Now, the wheels of history have turned, and a Jewish organization rescued her and three family members from Sarajevo.

Israeli Foreign Minister Shimon Peres intervened on her family’s behalf by formally inviting them to live in Israel.

Hartaga-Susic has a son in Mexico City, but she intends to go to Israel. "That’s where the future of my granddaughter is secure," she said.

Jewish Agency officials here worked extra hours to ensure the safe entry to Israel of Dennis Karolic, 11. He had left Sarajevo without his parents, traveling with his best friend, Ridoslav Bozovic, and Ridoslav’s mother, who has been like a mother to him in recent years.

Dennis’ mother had left two years ago and is living in Germany. His father stayed in Sarajevo.

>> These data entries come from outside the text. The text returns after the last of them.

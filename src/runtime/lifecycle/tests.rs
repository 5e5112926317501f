// 生命周期与批量安装的单元测试
use super::HookEngine;
use crate::api::{FtraceHook, HookState};
use crate::errno::Errno;
use crate::runtime::engine::{CallFrame, DispatchSlot, FENTRY_INSN_SIZE, RedirectPolicy};
use crate::runtime::resolver::LookupPort;
use crate::runtime::table::InterceptTable;
use std::collections::HashMap;
use std::sync::atomic::{AtomicBool, Ordering};
use std::sync::{Arc, Mutex};

const OWNER_START: usize = 0x4000_0000;
const OWNER_END: usize = 0x4000_1000;
const PARENT_OUTSIDE: usize = 0x1234;
const REPLACEMENT: usize = 0xdead_0000;

const CALLER_ORIGIN: RedirectPolicy = RedirectPolicy::CallerOrigin {
    owner_start: OWNER_START,
    owner_end: OWNER_END,
};

const SYM_OPENAT: &str = "__x64_sys_openat";
const ADDR_OPENAT: usize = 0x8000_0100;
const SYM_CLONE: &str = "__x64_sys_clone";
const ADDR_CLONE: usize = 0x8000_0200;

struct FakePort {
    symbols: HashMap<String, usize>,
}

impl FakePort {
    fn new() -> Self {
        let mut symbols = HashMap::new();
        symbols.insert(SYM_OPENAT.to_string(), ADDR_OPENAT);
        symbols.insert(SYM_CLONE.to_string(), ADDR_CLONE);
        Self { symbols }
    }
}

impl LookupPort for FakePort {
    fn has_exported_lookup(&self) -> bool {
        true
    }

    fn exported_lookup(&self, name: &str) -> usize {
        self.symbols.get(name).copied().unwrap_or(0)
    }

    fn probe_lookup_routine(&self) -> usize {
        0
    }

    fn indirect_lookup(&self, _routine: usize, _name: &str) -> usize {
        0
    }
}

// 进程内拦截表:地址 -> slot 登记,外加 thunk 注册集合与故障注入开关
struct FakeTable {
    filters: Mutex<HashMap<usize, Arc<DispatchSlot>>>,
    thunks: Mutex<Vec<Arc<DispatchSlot>>>,
    fail_filter_at: Mutex<Option<usize>>,
    fail_thunk: AtomicBool,
}

impl FakeTable {
    fn new() -> Self {
        Self {
            filters: Mutex::new(HashMap::new()),
            thunks: Mutex::new(Vec::new()),
            fail_filter_at: Mutex::new(None),
            fail_thunk: AtomicBool::new(false),
        }
    }

    fn fail_filter_at(&self, address: usize) {
        *self.fail_filter_at.lock().unwrap() = Some(address);
    }

    fn fail_thunk(&self, fail: bool) {
        self.fail_thunk.store(fail, Ordering::SeqCst);
    }

    fn is_empty(&self) -> bool {
        self.filters.lock().unwrap().is_empty() && self.thunks.lock().unwrap().is_empty()
    }

    fn routed(&self, address: usize) -> Option<Arc<DispatchSlot>> {
        let slot = self.filters.lock().unwrap().get(&address).cloned()?;
        let registered = self
            .thunks
            .lock()
            .unwrap()
            .iter()
            .any(|thunk| Arc::ptr_eq(thunk, &slot));
        registered.then_some(slot)
    }

    // 模拟一次对 address 的调用路由,返回最终执行地址
    fn dispatch_ip(&self, address: usize, parent_ip: usize) -> usize {
        let mut frame = CallFrame {
            ip: address,
            parent_ip,
        };
        if let Some(slot) = self.routed(address) {
            slot.dispatch(&mut frame);
        }
        frame.ip
    }
}

impl InterceptTable for FakeTable {
    fn set_filter(&self, slot: &Arc<DispatchSlot>, address: usize) -> Result<(), Errno> {
        if *self.fail_filter_at.lock().unwrap() == Some(address) {
            return Err(Errno::FilterReg);
        }
        let mut filters = self.filters.lock().unwrap();
        // 同一地址同时只允许一个 hook
        if filters.contains_key(&address) {
            return Err(Errno::FilterReg);
        }
        filters.insert(address, Arc::clone(slot));
        Ok(())
    }

    fn clear_filter(&self, slot: &Arc<DispatchSlot>, address: usize) -> Result<(), Errno> {
        let mut filters = self.filters.lock().unwrap();
        match filters.get(&address) {
            Some(existing) if Arc::ptr_eq(existing, slot) => {
                filters.remove(&address);
                Ok(())
            }
            _ => Err(Errno::FilterReg),
        }
    }

    fn register_thunk(&self, slot: &Arc<DispatchSlot>) -> Result<(), Errno> {
        if self.fail_thunk.load(Ordering::SeqCst) {
            return Err(Errno::ThunkReg);
        }
        // 注册成功上报前 live 标志必须已发布
        assert!(slot.is_live());
        self.thunks.lock().unwrap().push(Arc::clone(slot));
        Ok(())
    }

    fn unregister_thunk(&self, slot: &Arc<DispatchSlot>) -> Result<(), Errno> {
        let mut thunks = self.thunks.lock().unwrap();
        let before = thunks.len();
        thunks.retain(|thunk| !Arc::ptr_eq(thunk, slot));
        if thunks.len() == before {
            return Err(Errno::ThunkReg);
        }
        Ok(())
    }
}

#[test]
fn install_then_remove_roundtrip() {
    let table = FakeTable::new();
    let port = FakePort::new();
    let engine = HookEngine::new(&table, &port, CALLER_ORIGIN);

    let mut orig: usize = 0;
    let mut hook = FtraceHook::new(SYM_OPENAT, REPLACEMENT, &raw mut orig);

    assert_eq!(engine.install(&mut hook), Ok(()));
    assert_eq!(hook.state(), HookState::Installed);
    assert_eq!(hook.address(), ADDR_OPENAT);
    assert_eq!(orig, ADDR_OPENAT);
    assert_eq!(table.dispatch_ip(ADDR_OPENAT, PARENT_OUTSIDE), REPLACEMENT);

    engine.remove(&mut hook);
    assert_eq!(hook.state(), HookState::Removed);
    assert_eq!(hook.address(), 0);
    // 无残留重定向,直达原函数
    assert_eq!(table.dispatch_ip(ADDR_OPENAT, PARENT_OUTSIDE), ADDR_OPENAT);
    assert!(table.is_empty());
}

#[test]
fn entry_offset_slot_skips_interception_site() {
    let table = FakeTable::new();
    let port = FakePort::new();
    let engine = HookEngine::new(&table, &port, RedirectPolicy::EntryOffset);

    let mut orig: usize = 0;
    let mut hook = FtraceHook::new(SYM_OPENAT, REPLACEMENT, &raw mut orig);

    assert_eq!(engine.install(&mut hook), Ok(()));
    assert_eq!(orig, ADDR_OPENAT + FENTRY_INSN_SIZE);
    // 偏移入口未登记拦截,经槽调用不经过分发
    assert_eq!(
        table.dispatch_ip(ADDR_OPENAT + FENTRY_INSN_SIZE, PARENT_OUTSIDE),
        ADDR_OPENAT + FENTRY_INSN_SIZE
    );

    engine.remove(&mut hook);
}

#[test]
fn caller_origin_guard_lets_owner_calls_through() {
    let table = FakeTable::new();
    let port = FakePort::new();
    let engine = HookEngine::new(&table, &port, CALLER_ORIGIN);

    let mut orig: usize = 0;
    let mut hook = FtraceHook::new(SYM_OPENAT, REPLACEMENT, &raw mut orig);
    assert_eq!(engine.install(&mut hook), Ok(()));

    assert_eq!(
        table.dispatch_ip(ADDR_OPENAT, OWNER_START + 0x10),
        ADDR_OPENAT
    );
    assert_eq!(table.dispatch_ip(ADDR_OPENAT, PARENT_OUTSIDE), REPLACEMENT);

    engine.remove(&mut hook);
}

#[test]
fn remove_is_idempotent() {
    let table = FakeTable::new();
    let port = FakePort::new();
    let engine = HookEngine::new(&table, &port, CALLER_ORIGIN);

    let mut orig: usize = 0;
    let mut hook = FtraceHook::new(SYM_OPENAT, REPLACEMENT, &raw mut orig);
    assert_eq!(engine.install(&mut hook), Ok(()));

    engine.remove(&mut hook);
    engine.remove(&mut hook);
    assert_eq!(hook.state(), HookState::Removed);

    // 从未安装的 hook 卸载同样是无操作
    let mut never = FtraceHook::new(SYM_CLONE, REPLACEMENT, &raw mut orig);
    engine.remove(&mut never);
    assert_eq!(never.state(), HookState::Created);
}

#[test]
fn removed_hook_can_be_reinstalled() {
    let table = FakeTable::new();
    let port = FakePort::new();
    let engine = HookEngine::new(&table, &port, CALLER_ORIGIN);

    let mut orig: usize = 0;
    let mut hook = FtraceHook::new(SYM_OPENAT, REPLACEMENT, &raw mut orig);
    assert_eq!(engine.install(&mut hook), Ok(()));
    engine.remove(&mut hook);

    assert_eq!(engine.install(&mut hook), Ok(()));
    assert_eq!(hook.state(), HookState::Installed);
    assert_eq!(orig, ADDR_OPENAT);
    engine.remove(&mut hook);
}

#[test]
fn repeated_install_is_rejected() {
    let table = FakeTable::new();
    let port = FakePort::new();
    let engine = HookEngine::new(&table, &port, CALLER_ORIGIN);

    let mut orig: usize = 0;
    let mut hook = FtraceHook::new(SYM_OPENAT, REPLACEMENT, &raw mut orig);
    assert_eq!(engine.install(&mut hook), Ok(()));
    assert_eq!(engine.install(&mut hook), Err(Errno::Repeat));
    assert_eq!(hook.state(), HookState::Installed);

    engine.remove(&mut hook);
}

#[test]
fn unknown_symbol_fails_install() {
    let table = FakeTable::new();
    let port = FakePort::new();
    let engine = HookEngine::new(&table, &port, CALLER_ORIGIN);

    let mut orig: usize = 0;
    let mut hook = FtraceHook::new("no_such_symbol", REPLACEMENT, &raw mut orig);
    assert_eq!(engine.install(&mut hook), Err(Errno::NoSym));
    assert_eq!(hook.state(), HookState::Created);
    assert_eq!(orig, 0);
    assert!(table.is_empty());
}

#[test]
fn null_original_slot_is_rejected() {
    let table = FakeTable::new();
    let port = FakePort::new();
    let engine = HookEngine::new(&table, &port, CALLER_ORIGIN);

    let mut hook = FtraceHook::new(SYM_OPENAT, REPLACEMENT, std::ptr::null_mut());
    assert_eq!(engine.install(&mut hook), Err(Errno::InvalidArg));
    assert_eq!(hook.state(), HookState::Created);
}

#[test]
fn filter_failure_leaves_hook_resolved() {
    let table = FakeTable::new();
    let port = FakePort::new();
    let engine = HookEngine::new(&table, &port, CALLER_ORIGIN);
    table.fail_filter_at(ADDR_OPENAT);

    let mut orig: usize = 0;
    let mut hook = FtraceHook::new(SYM_OPENAT, REPLACEMENT, &raw mut orig);
    assert_eq!(engine.install(&mut hook), Err(Errno::FilterReg));
    assert_eq!(hook.state(), HookState::Resolved);
    assert!(table.is_empty());
}

#[test]
fn thunk_failure_undoes_filter_registration() {
    let table = FakeTable::new();
    let port = FakePort::new();
    let engine = HookEngine::new(&table, &port, CALLER_ORIGIN);
    table.fail_thunk(true);

    let mut orig: usize = 0;
    let mut hook = FtraceHook::new(SYM_OPENAT, REPLACEMENT, &raw mut orig);
    assert_eq!(engine.install(&mut hook), Err(Errno::ThunkReg));
    assert_eq!(hook.state(), HookState::Resolved);
    assert!(table.is_empty());
    assert_eq!(table.dispatch_ip(ADDR_OPENAT, PARENT_OUTSIDE), ADDR_OPENAT);
}

#[test]
fn install_all_is_atomic_on_failure() {
    let table = FakeTable::new();
    let port = FakePort::new();
    let engine = HookEngine::new(&table, &port, CALLER_ORIGIN);

    let mut orig_a: usize = 0;
    let mut orig_b: usize = 0;
    let mut orig_c: usize = 0;
    let mut hooks = [
        FtraceHook::new(SYM_OPENAT, REPLACEMENT, &raw mut orig_a),
        FtraceHook::new("no_such_symbol", REPLACEMENT, &raw mut orig_b),
        FtraceHook::new(SYM_CLONE, REPLACEMENT, &raw mut orig_c),
    ];

    assert_eq!(engine.install_all(&mut hooks), Err(Errno::NoSym));
    // 已安装的第一个被回退到 Resolved,失败点之后的保持 Created
    assert_eq!(hooks[0].state(), HookState::Resolved);
    assert_eq!(hooks[1].state(), HookState::Created);
    assert_eq!(hooks[2].state(), HookState::Created);
    assert_eq!(table.dispatch_ip(ADDR_OPENAT, PARENT_OUTSIDE), ADDR_OPENAT);
    assert!(table.is_empty());
}

#[test]
fn install_all_then_remove_all() {
    let table = FakeTable::new();
    let port = FakePort::new();
    let engine = HookEngine::new(&table, &port, CALLER_ORIGIN);

    let mut orig_a: usize = 0;
    let mut orig_b: usize = 0;
    let mut hooks = [
        FtraceHook::new(SYM_OPENAT, REPLACEMENT, &raw mut orig_a),
        FtraceHook::new(SYM_CLONE, REPLACEMENT, &raw mut orig_b),
    ];

    assert_eq!(engine.install_all(&mut hooks), Ok(()));
    assert!(hooks.iter().all(FtraceHook::is_installed));
    assert_eq!(table.dispatch_ip(ADDR_OPENAT, PARENT_OUTSIDE), REPLACEMENT);
    assert_eq!(table.dispatch_ip(ADDR_CLONE, PARENT_OUTSIDE), REPLACEMENT);

    engine.remove_all(&mut hooks);
    assert!(hooks.iter().all(|hook| hook.state() == HookState::Removed));
    assert_eq!(table.dispatch_ip(ADDR_OPENAT, PARENT_OUTSIDE), ADDR_OPENAT);
    assert_eq!(table.dispatch_ip(ADDR_CLONE, PARENT_OUTSIDE), ADDR_CLONE);
    assert!(table.is_empty());
}

#[test]
fn records_capture_install_and_remove() {
    use crate::api::{RECORD_ITEM_ERRNO, RECORD_ITEM_OP, RECORD_ITEM_SYM_NAME};

    let table = FakeTable::new();
    let port = FakePort::new();
    let engine = HookEngine::new(&table, &port, CALLER_ORIGIN);
    engine.set_recordable(true);

    let mut orig: usize = 0;
    let mut hook = FtraceHook::new(SYM_OPENAT, REPLACEMENT, &raw mut orig);
    assert_eq!(engine.install(&mut hook), Ok(()));
    engine.remove(&mut hook);

    let mut missing = FtraceHook::new("no_such_symbol", REPLACEMENT, &raw mut orig);
    assert_eq!(engine.install(&mut missing), Err(Errno::NoSym));

    let text = engine
        .get_records(RECORD_ITEM_OP | RECORD_ITEM_SYM_NAME | RECORD_ITEM_ERRNO)
        .unwrap();
    let lines: Vec<&str> = text.lines().collect();
    assert_eq!(lines.len(), 3);
    assert_eq!(lines[0], format!("install,{SYM_OPENAT},0"));
    assert_eq!(lines[1], format!("remove,{SYM_OPENAT},0"));
    assert_eq!(
        lines[2],
        format!("install,no_such_symbol,{}", Errno::NoSym.as_i32())
    );
}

Difficulties arose in arranging his entry into Israel because Dennis’ grandmother was Jewish, but his mother is not. According to halacha, or Orthodox Jewish law, Dennis is not Jewish and not entitled to enter Israel under the Law of Return.

But Dennis, along with Ridoslav, have both been wards of the Jewish community in Sarajevo, spending the months of the war in the Jewish community offices there, helping out.

To make sure that Dennis would be able to go to Israel, Jewish Agency officials were on the phone with Jerusalem until shortly before a group of Jews were going to make their departure from here.

The officials finally achieved success, and Tuvia Raviv, the Jewish Agency representative here, emerged from a hotel telephone booth weary-eyed but flashing a smile that communicated the good news.

Dennis had no doubts about going to Israel, perhaps because there was nowhere else for him to go.

"Israel is where I want to start my life anew," he said.

Only 11, and he must start his life anew.